(WHAT IS NEEDED):
The complete set of records below must be repeated precisely as given.

----

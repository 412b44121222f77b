//! Packager spec generation.
//!
//! Renders the build descriptor into a PyInstaller `.spec` file using
//! Handlebars. All paths in the output are absolute so the packager can run
//! from any working directory.

use super::template::SPEC_TEMPLATE;
use crate::bundler::{
    error::{Error, ErrorExt, Result},
    settings::{BundleMode, Settings},
};
use handlebars::Handlebars;
use serde::Serialize;
use std::path::{Path, PathBuf};

#[derive(Serialize)]
struct DataEntry {
    source: String,
    destination: String,
}

#[derive(Serialize)]
struct SpecContext {
    name: String,
    name_comment: String,
    version: Option<String>,
    entry: String,
    pathex: String,
    datas: Vec<DataEntry>,
    hidden_imports: Vec<String>,
    excludes: Vec<String>,
    icon: Option<String>,
    strip: &'static str,
    upx: &'static str,
    console: &'static str,
    optimize: u8,
    onedir: bool,
}

/// Quote a string as a Python single-quoted literal.
pub(crate) fn py_str(value: &str) -> String {
    let mut quoted = String::with_capacity(value.len() + 2);
    quoted.push('\'');
    for ch in value.chars() {
        match ch {
            '\\' => quoted.push_str("\\\\"),
            '\'' => quoted.push_str("\\'"),
            '\n' => quoted.push_str("\\n"),
            '\r' => quoted.push_str("\\r"),
            '\t' => quoted.push_str("\\t"),
            _ => quoted.push(ch),
        }
    }
    quoted.push('\'');
    quoted
}

fn py_path(path: &Path) -> String {
    py_str(&path.display().to_string())
}

fn py_bool(value: bool) -> &'static str {
    if value { "True" } else { "False" }
}

/// Render the spec file contents for the given settings.
///
/// The icon is only referenced when the file exists; a missing icon would
/// make the packager fail late, after a full analysis.
pub fn render_spec(settings: &Settings) -> Result<String> {
    let options = settings.options();

    let icon = settings
        .icon()
        .filter(|icon| icon.is_file())
        .map(py_path);

    let context = SpecContext {
        name: py_str(settings.name()),
        name_comment: settings.name().replace(['\n', '\r'], " "),
        version: settings.version().map(|v| v.replace(['\n', '\r'], " ")),
        entry: py_path(settings.entry()),
        pathex: py_path(settings.project_dir()),
        datas: settings
            .data()
            .iter()
            .map(|mapping| DataEntry {
                source: py_path(mapping.source()),
                destination: py_str(mapping.destination()),
            })
            .collect(),
        hidden_imports: settings.hidden_imports().iter().map(|m| py_str(m)).collect(),
        excludes: settings.excludes().iter().map(|m| py_str(m)).collect(),
        icon,
        strip: py_bool(options.strip),
        upx: py_bool(options.upx),
        console: py_bool(options.console),
        optimize: options.optimize,
        onedir: settings.mode() == BundleMode::OneDir,
    };

    let mut handlebars = Handlebars::new();
    handlebars.register_escape_fn(handlebars::no_escape);
    handlebars
        .register_template_string("packager.spec", SPEC_TEMPLATE)
        .map_err(|e| Error::GenericError(format!("failed to register spec template: {}", e)))?;

    Ok(handlebars.render("packager.spec", &context)?)
}

/// Generate the spec file inside the build directory.
///
/// # Returns
/// Path to the written `<name>.spec`
pub async fn generate_spec(settings: &Settings) -> Result<PathBuf> {
    let content = render_spec(settings)?;

    let build_dir = settings.build_dir();
    tokio::fs::create_dir_all(build_dir)
        .await
        .fs_context("creating build directory", build_dir)?;

    let spec_path = settings.spec_path();
    tokio::fs::write(&spec_path, content)
        .await
        .fs_context("writing packager spec", &spec_path)?;

    log::debug!("Wrote packager spec: {}", spec_path.display());
    Ok(spec_path)
}

#[cfg(test)]
mod tests {
    use super::*;
    use crate::bundler::{DataMapping, PackageSettings, PackagerOptions, SettingsBuilder};

    fn settings(root: &Path, mode: BundleMode) -> Settings {
        SettingsBuilder::new()
            .project_dir(root)
            .package_settings(PackageSettings {
                name: "GRP_v1.0.0".into(),
                version: Some("v1.0.0".into()),
                entry: "main.py".into(),
                icon: Some("assets/icon.ico".into()),
                data: vec![
                    DataMapping::new("Tools", "Tools"),
                    DataMapping::new("assets/agreement.txt", "assets"),
                ],
                hidden_imports: vec!["structlog".into(), "ctypes".into()],
                excludes: vec!["tkinter".into()],
            })
            .mode(mode)
            .options(PackagerOptions {
                strip: true,
                upx: false,
                console: true,
                optimize: 2,
                clean_cache: true,
            })
            .build()
            .unwrap()
    }

    #[test]
    fn py_str_escapes_quotes_and_backslashes() {
        assert_eq!(py_str(r"C:\Tools\it's"), r"'C:\\Tools\\it\'s'");
        assert_eq!(py_str("a\nb"), r"'a\nb'");
    }

    #[test]
    fn onefile_spec_lists_every_input() {
        let root = tempfile::tempdir().unwrap();
        let spec = render_spec(&settings(root.path(), BundleMode::OneFile)).unwrap();

        assert!(spec.contains("'structlog',"), "{spec}");
        assert!(spec.contains("'ctypes',"));
        assert!(spec.contains("'tkinter',"));
        assert!(spec.contains("'Tools'),"));
        assert!(spec.contains("'assets'),"));
        assert!(spec.contains("name='GRP_v1.0.0',"));
        assert!(spec.contains("strip=True,"));
        assert!(spec.contains("upx=False,"));
        assert!(spec.contains("console=True,"));
        assert!(spec.contains("optimize=2,"));
        assert!(spec.contains("a.datas,"));
        assert!(!spec.contains("COLLECT("));
    }

    #[test]
    fn onedir_spec_collects_into_folder() {
        let root = tempfile::tempdir().unwrap();
        let spec = render_spec(&settings(root.path(), BundleMode::OneDir)).unwrap();

        assert!(spec.contains("exclude_binaries=True,"));
        assert!(spec.contains("coll = COLLECT("));
    }

    #[test]
    fn icon_is_referenced_only_when_present() {
        let root = tempfile::tempdir().unwrap();
        let spec = render_spec(&settings(root.path(), BundleMode::OneFile)).unwrap();
        assert!(!spec.contains("icon=["));

        std::fs::create_dir_all(root.path().join("assets")).unwrap();
        std::fs::write(root.path().join("assets/icon.ico"), b"ico").unwrap();
        let spec = render_spec(&settings(root.path(), BundleMode::OneFile)).unwrap();
        assert!(spec.contains("icon=["));
        assert!(spec.contains("icon.ico'"));
    }

    #[tokio::test]
    async fn generate_spec_writes_into_build_dir() {
        let root = tempfile::tempdir().unwrap();
        let settings = settings(root.path(), BundleMode::OneFile);

        let path = generate_spec(&settings).await.unwrap();

        assert_eq!(path, settings.spec_path());
        let written = std::fs::read_to_string(path).unwrap();
        assert!(written.starts_with("# -*- mode: python"));
    }
}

----

(OUTPUT FOR THIS EXERCISE):
repository 412b44121222f77b
//! Packager spec generation.
//!
//! Renders the build descriptor into a PyInstaller `.spec` file using
//! Handlebars. All paths in the output are absolute so the packager can run
//! from any working directory.

use super::template::SPEC_TEMPLATE;
use crate::bundler::{
    error::{Error, ErrorExt, Result},
    settings::{BundleMode, Settings},
};
use handlebars::Handlebars;
use serde::Serialize;
use std::path::{Path, PathBuf};

#[derive(Serialize)]
struct DataEntry {
    source: String,
    destination: String,
}

#[derive(Serialize)]
struct SpecContext {
    name: String,
    name_comment: String,
    version: Option<String>,
    entry: String,
    pathex: String,
    datas: Vec<DataEntry>,
    hidden_imports: Vec<String>,
    excludes: Vec<String>,
    icon: Option<String>,
    strip: &'static str,
    upx: &'static str,
    console: &'static str,
    optimize: u8,
    onedir: bool,
}

/// Quote a string as a Python single-quoted literal.
pub(crate) fn py_str(value: &str) -> String {
    let mut quoted = String::with_capacity(value.len() + 2);
    quoted.push('\'');
    for ch in value.chars() {
        match ch {
            '\\' => quoted.push_str("\\\\"),
            '\'' => quoted.push_str("\\'"),
            '\n' => quoted.push_str("\\n"),
            '\r' => quoted.push_str("\\r"),
            '\t' => quoted.push_str("\\t"),
            _ => quoted.push(ch),
        }
    }
    quoted.push('\'');
    quoted
}

fn py_path(path: &Path) -> String {
    py_str(&path.display().to_string())
}

fn py_bool(value: bool) -> &'static str {
    if value { "True" } else { "False" }
}

/// Render the spec file contents for the given settings.
///
/// The icon is only referenced when the file exists; a missing icon would
/// make the packager fail late, after a full analysis.
pub fn render_spec(settings: &Settings) -> Result<String> {
    let options = settings.options();

    let icon = settings
        .icon()
        .filter(|icon| icon.is_file())
        .map(py_path);

    let context = SpecContext {
        name: py_str(settings.name()),
        name_comment: settings.name().replace(['\n', '\r'], " "),
        version: settings.version().map(|v| v.replace(['\n', '\r'], " ")),
        entry: py_path(settings.entry()),
        pathex: py_path(settings.project_dir()),
        datas: settings
            .data()
            .iter()
            .map(|mapping| DataEntry {
                source: py_path(mapping.source()),
                destination: py_str(mapping.destination()),
            })
            .collect(),
        hidden_imports: settings.hidden_imports().iter().map(|m| py_str(m)).collect(),
        excludes: settings.excludes().iter().map(|m| py_str(m)).collect(),
        icon,
        strip: py_bool(options.strip),
        upx: py_bool(options.upx),
        console: py_bool(options.console),
        optimize: options.optimize,
        onedir: settings.mode() == BundleMode::OneDir,
    };

    let mut handlebars = Handlebars::new();
    handlebars.register_escape_fn(handlebars::no_escape);
    handlebars
        .register_template_string("packager.spec", SPEC_TEMPLATE)
        .map_err(|e| Error::GenericError(format!("failed to register spec template: {}", e)))?;

    Ok(handlebars.render("packager.spec", &context)?)
}

/// Generate the spec file inside the build directory.
///
/// # Returns
/// Path to the written `<name>.spec`
pub async fn generate_spec(settings: &Settings) -> Result<PathBuf> {
    let content = render_spec(settings)?;

    let build_dir = settings.build_dir();
    tokio::fs::create_dir_all(build_dir)
        .await
        .fs_context("creating build directory", build_dir)?;

    let spec_path = settings.spec_path();
    tokio::fs::write(&spec_path, content)
        .await
        .fs_context("writing packager spec", &spec_path)?;

    log::debug!("Wrote packager spec: {}", spec_path.display());
    Ok(spec_path)
}

#[cfg(test)]
mod tests {
    use super::*;
    use crate::bundler::{DataMapping, PackageSettings, PackagerOptions, SettingsBuilder};

    fn settings(root: &Path, mode: BundleMode) -> Settings {
        SettingsBuilder::new()
            .project_dir(root)
            .package_settings(PackageSettings {
                name: "GRP_v1.0.0".into(),
                version: Some("v1.0.0".into()),
                entry: "main.py".into(),
                icon: Some("assets/icon.ico".into()),
                data: vec![
                    DataMapping::new("Tools", "Tools"),
                    DataMapping::new("assets/agreement.txt", "assets"),
                ],
                hidden_imports: vec!["structlog".into(), "ctypes".into()],
                excludes: vec!["tkinter".into()],
            })
            .mode(mode)
            .options(PackagerOptions {
                strip: true,
                upx: false,
                console: true,
                optimize: 2,
                clean_cache: true,
            })
            .build()
            .unwrap()
    }

    #[test]
    fn py_str_escapes_quotes_and_backslashes() {
        assert_eq!(py_str(r"C:\Tools\it's"), r"'C:\\Tools\\it\'s'");
        assert_eq!(py_str("a\nb"), r"'a\nb'");
    }

    #[test]
    fn onefile_spec_lists_every_input() {
        let root = tempfile::tempdir().unwrap();
        let spec = render_spec(&settings(root.path(), BundleMode::OneFile)).unwrap();

        assert!(spec.contains("'structlog',"), "{spec}");
        assert!(spec.contains("'ctypes',"));
        assert!(spec.contains("'tkinter',"));
        assert!(spec.contains("'Tools'),"));
        assert!(spec.contains("'assets'),"));
        assert!(spec.contains("name='GRP_v1.0.0',"));
        assert!(spec.contains("strip=True,"));
        assert!(spec.contains("upx=False,"));
        assert!(spec.contains("console=True,"));
        assert!(spec.contains("optimize=2,"));
        assert!(spec.contains("a.datas,"));
        assert!(!spec.contains("COLLECT("));
    }

    #[test]
    fn onedir_spec_collects_into_folder() {
        let root = tempfile::tempdir().unwrap();
        let spec = render_spec(&settings(root.path(), BundleMode::OneDir)).unwrap();

        assert!(spec.contains("exclude_binaries=True,"));
        assert!(spec.contains("coll = COLLECT("));
    }

    #[test]
    fn icon_is_referenced_only_when_present() {
        let root = tempfile::tempdir().unwrap();
        let spec = render_spec(&settings(root.path(), BundleMode::OneFile)).unwrap();
        assert!(!spec.contains("icon=["));

        std::fs::create_dir_all(root.path().join("assets")).unwrap();
        std::fs::write(root.path().join("assets/icon.ico"), b"ico").unwrap();
        let spec = render_spec(&settings(root.path(), BundleMode::OneFile)).unwrap();
        assert!(spec.contains("icon=["));
        assert!(spec.contains("icon.ico'"));
    }

    #[tokio::test]
    async fn generate_spec_writes_into_build_dir() {
        let root = tempfile::tempdir().unwrap();
        let settings = settings(root.path(), BundleMode::OneFile);

        let path = generate_spec(&settings).await.unwrap();

        assert_eq!(path, settings.spec_path());
        let written = std::fs::read_to_string(path).unwrap();
        assert!(written.starts_with("# -*- mode: python"));
    }
}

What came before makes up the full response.